Acute challenges still remain for the Congress. The party was decimated nationally in the 2014 elections that first catapulted Narendra Modi to central power. The party is struggling to reinterpret the secularism of Rahul’s great-grandfather and India’s first prime minister, Jawaharlal Nehru. Nehruvian secularism clinically separated church and state — in India’s diverse and plural society the liberal answer instead may lie within faith, and not outside of it. In the Gujarat election, the party was careful to avoid overt courtship of the state’s Muslim voters, lest it be rejected as anti-Hindu. Rahul Gandhi made it a point to visit and be photographed at several temples, and his party spokesman even referenced the ritualistic ‘sacred thread’— a hierarchical Hindu caste symbol. The Congress still has to work out its ideological answer to the BJP’s rhetorical blend of muscular nationalism and Hindu majoritarian sentiment whenever its development slogan of ‘Vikas’ proves insufficient. During this campaign Prime Minister Narendra Modi even insinuated that his predecessor Manmohan Singh had been hobnobbing with Pakistani officials at a private dinner (talks between India and Pakistan are log jammed) where the Gujarat elections may have been discussed. The Congress demanded an apology, but the liberalism and secularism of the Congress remains fuzzy, undefined and often selective. It hasn’t yet chosen between a milder, me-too version of the BJP or a radically different philosophical counter. So far it has used the caste calculus and the stratification within Hindu society to try and stall the consolidation of a Hindu majority vote for the BJP.

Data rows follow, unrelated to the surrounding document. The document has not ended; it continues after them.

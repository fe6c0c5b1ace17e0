//! Per-resource action tables.

use std::collections::HashMap;
use std::sync::Arc;

use crate::domain::Error;

use super::{PermissionComponent, PermissionContext};

/// Maps the actions of one resource to the component guarding them.
///
/// Actions without a rule are denied.
pub struct ResourcePermission {
    resource: &'static str,
    actions: HashMap<&'static str, Arc<dyn PermissionComponent>>,
}

impl std::fmt::Debug for ResourcePermission {
    fn fmt(&self, f: &mut std::fmt::Formatter<'_>) -> std::fmt::Result {
        let mut actions: Vec<_> = self.actions.keys().collect();
        actions.sort();
        f.debug_struct("ResourcePermission")
            .field("resource", &self.resource)
            .field("actions", &actions)
            .finish()
    }
}

impl ResourcePermission {
    /// Empty table for `resource`; every action is denied until a rule
    /// covers it.
    pub fn new(resource: &'static str) -> Self {
        Self {
            resource,
            actions: HashMap::new(),
        }
    }

    /// Guard every action in `actions` with `component`.
    #[must_use]
    pub fn rule(
        mut self,
        actions: &[&'static str],
        component: impl PermissionComponent + 'static,
    ) -> Self {
        let component: Arc<dyn PermissionComponent> = Arc::new(component);
        for action in actions {
            self.actions.insert(action, Arc::clone(&component));
        }
        self
    }

    /// Resource name used in denial logs.
    pub fn resource(&self) -> &'static str {
        self.resource
    }

    /// Evaluate the rule for `action`.
    pub fn is_allowed(&self, action: &str, ctx: &PermissionContext<'_>) -> bool {
        self.actions
            .get(action)
            .is_some_and(|component| component.check(ctx))
    }

    /// Evaluate the rule for `action`, mapping a denial to an error.
    ///
    /// Anonymous requesters get [`Error::unauthorized`]; signed-in requesters
    /// get [`Error::forbidden`].
    pub fn check(&self, action: &str, ctx: &PermissionContext<'_>) -> Result<(), Error> {
        if self.is_allowed(action, ctx) {
            return Ok(());
        }
        tracing::debug!(resource = self.resource, action, "permission denied");
        Err(denied(ctx))
    }
}

/// Error for a denied check: 401 when anonymous, 403 otherwise.
pub(crate) fn denied(ctx: &PermissionContext<'_>) -> Error {
    if ctx.requester().is_authenticated() {
        Error::forbidden("You do not have permission to perform this action.")
    } else {
        Error::unauthorized("Authentication credentials were not provided.")
    }
}

/// Action tables for every exposed resource.
pub mod rules {
    use std::sync::OnceLock;

    use super::ResourcePermission;
    use crate::domain::permissions::ProjectPermission as P;
    use crate::domain::permissions::{
        AllowAny, DenyAll, HasProjectPerm, IsAuthenticated, IsCommentDeleter, IsCommentOwner,
        IsProjectOwner, IsSuperUser, IsTheSameUser,
    };

    macro_rules! resource_rules {
        ($(#[$meta:meta])* $name:ident => $build:expr) => {
            $(#[$meta])*
            /// Rules for this resource.
            pub fn $name() -> &'static ResourcePermission {
                static RULES: OnceLock<ResourcePermission> = OnceLock::new();
                RULES.get_or_init(|| $build)
            }
        };
    }

    resource_rules! {
        /// Projects and their sub-actions.
        projects => ResourcePermission::new("project")
            .rule(&["retrieve", "fans"], HasProjectPerm(P::ViewProject))
            .rule(&["create", "star", "unstar"], IsAuthenticated)
            .rule(&["update", "partial_update", "destroy"], IsProjectOwner)
            .rule(&["list", "stats", "issues_stats"], AllowAny)
            .rule(&["create_template"], IsSuperUser)
    }

    resource_rules! {
        user_stories => ResourcePermission::new("user_story")
            .rule(&["retrieve"], HasProjectPerm(P::ViewUs))
            .rule(
                &["create"],
                HasProjectPerm(P::AddUsToProject) | HasProjectPerm(P::AddUs),
            )
            .rule(&["update", "partial_update"], HasProjectPerm(P::ModifyUs))
            .rule(&["destroy"], HasProjectPerm(P::DeleteUs))
            .rule(
                &["bulk_create"],
                IsAuthenticated & (HasProjectPerm(P::AddUsToProject) | HasProjectPerm(P::AddUs)),
            )
            .rule(&["bulk_update_order"], HasProjectPerm(P::ModifyUs))
            .rule(&["list"], AllowAny)
    }

    resource_rules! {
        /// Sprints. Listing filters by `view_milestones` per project.
        milestones => ResourcePermission::new("milestone")
            .rule(&["retrieve", "stats"], HasProjectPerm(P::ViewMilestones))
            .rule(&["create"], HasProjectPerm(P::AddMilestone))
            .rule(&["update", "partial_update"], HasProjectPerm(P::ModifyMilestone))
            .rule(&["destroy"], HasProjectPerm(P::DeleteMilestone))
            .rule(&["list"], AllowAny)
    }

    resource_rules! {
        tasks => ResourcePermission::new("task")
            .rule(&["retrieve"], HasProjectPerm(P::ViewTasks))
            .rule(&["create"], HasProjectPerm(P::AddTask))
            .rule(&["update", "partial_update"], HasProjectPerm(P::ModifyTask))
            .rule(&["destroy"], HasProjectPerm(P::DeleteTask))
            .rule(&["bulk_create"], IsAuthenticated & HasProjectPerm(P::AddTask))
            .rule(&["list"], AllowAny)
    }

    resource_rules! {
        issues => ResourcePermission::new("issue")
            .rule(&["retrieve", "voters"], HasProjectPerm(P::ViewIssues))
            .rule(&["create"], HasProjectPerm(P::AddIssue))
            .rule(&["update", "partial_update"], HasProjectPerm(P::ModifyIssue))
            .rule(&["destroy"], HasProjectPerm(P::DeleteIssue))
            .rule(
                &["upvote", "downvote"],
                IsAuthenticated & HasProjectPerm(P::VoteIssues),
            )
            .rule(&["list"], AllowAny)
    }

    resource_rules! {
        /// Memberships, roles and statuses share one shape.
        project_values => ResourcePermission::new("project_value")
            .rule(&["retrieve"], HasProjectPerm(P::ViewProject))
            .rule(
                &[
                    "create",
                    "update",
                    "partial_update",
                    "destroy",
                    "bulk_create",
                    "bulk_update_order",
                    "resend_invitation",
                ],
                IsProjectOwner,
            )
            .rule(&["list"], AllowAny)
    }

    resource_rules! {
        history => ResourcePermission::new("history")
            .rule(&["retrieve"], HasProjectPerm(P::ViewProject))
            .rule(&["delete_comment"], IsProjectOwner | IsCommentOwner)
            .rule(&["undelete_comment"], IsProjectOwner | IsCommentDeleter)
    }

    resource_rules! {
        feedback => ResourcePermission::new("feedback")
            .rule(&["create"], IsAuthenticated)
    }

    resource_rules! {
        invitations => ResourcePermission::new("invitation")
            .rule(&["list"], DenyAll)
            .rule(&["retrieve"], AllowAny)
    }

    resource_rules! {
        users => ResourcePermission::new("user")
            .rule(&["list", "retrieve", "starred"], AllowAny)
            .rule(&["me", "change_password", "change_email"], IsAuthenticated)
            .rule(&["update", "partial_update", "destroy"], IsTheSameUser)
    }
}
//! Port for project persistence.
use async_trait::async_trait;

use crate::domain::{NewProject, Project, ProjectId};

use super::RepositoryError;

/// Storage for projects and their reference sequences.
#[cfg_attr(test, mockall::automock)]
#[async_trait]
pub trait ProjectRepository: Send + Sync {
    /// Insert a project. Slug collisions are [`RepositoryError::Duplicate`].
    async fn create(&self, project: NewProject) -> Result<Project, RepositoryError>;

    async fn find_by_id(&self, id: ProjectId) -> Result<Option<Project>, RepositoryError>;

    async fn find_by_slug(&self, slug: &str) -> Result<Option<Project>, RepositoryError>;

    /// Every project, ordered by id.
    async fn list(&self) -> Result<Vec<Project>, RepositoryError>;

    async fn update(&self, project: &Project) -> Result<(), RepositoryError>;

    /// Delete a project together with everything it owns.
    async fn delete(&self, id: ProjectId) -> Result<(), RepositoryError>;

    /// Allocate the next reference shared by the project's stories and issues.
    ///
    /// The first call for a project returns 1.
    async fn next_reference(&self, id: ProjectId) -> Result<i64, RepositoryError>;
}
//! Port for milestones.
use async_trait::async_trait;

use crate::domain::{Milestone, MilestoneFilter, MilestoneId, NewMilestone};

use super::RepositoryError;

/// Storage for project milestones.
#[cfg_attr(test, mockall::automock)]
#[async_trait]
pub trait MilestoneRepository: Send + Sync {
    /// Insert a milestone. A name or slug already used in the project is
    /// [`RepositoryError::Duplicate`].
    async fn create(&self, milestone: NewMilestone) -> Result<Milestone, RepositoryError>;

    async fn find_by_id(&self, id: MilestoneId) -> Result<Option<Milestone>, RepositoryError>;

    /// Milestones matching `filter`, latest estimated start first.
    async fn list(&self, filter: &MilestoneFilter) -> Result<Vec<Milestone>, RepositoryError>;

    async fn update(&self, milestone: &Milestone) -> Result<(), RepositoryError>;

    /// Delete a milestone; its stories and tasks go back to the backlog.
    async fn delete(&self, id: MilestoneId) -> Result<(), RepositoryError>;
}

The Congress did well with its focus on agrarian distress and the rural poor and lapped up gains among rural voters. But the BJP was unshakeable in the cities and towns of Gujarat despite the disruptive impact of some of the Modi government’s economic measures like the demonetization of currency, and the implementation of a new tax regime for goods and services. With half of the country poised to live in urban areas by 2030, figuring out how to appeal to the middle class and an increasingly aspirational India will be the main dilemmas for the Congress.
But for the moment, two truths emerge from Gujarat: The political primacy of Prime Minister Narendra Modi and the emergence of Rahul Gandhi as a politician. The jury is out on Rahul Gandhi’s success and failure. However, when a recent bulletin on a television news network condemned Gandhi for catching a show of “Star Wars” on the day of the verdict, the only joke was on the journalists who thought fit to seize on it. Narendra Modi’s overarching political dominance is intact, but the “Pappu” jokes about Rahul Gandhi should be over and done with.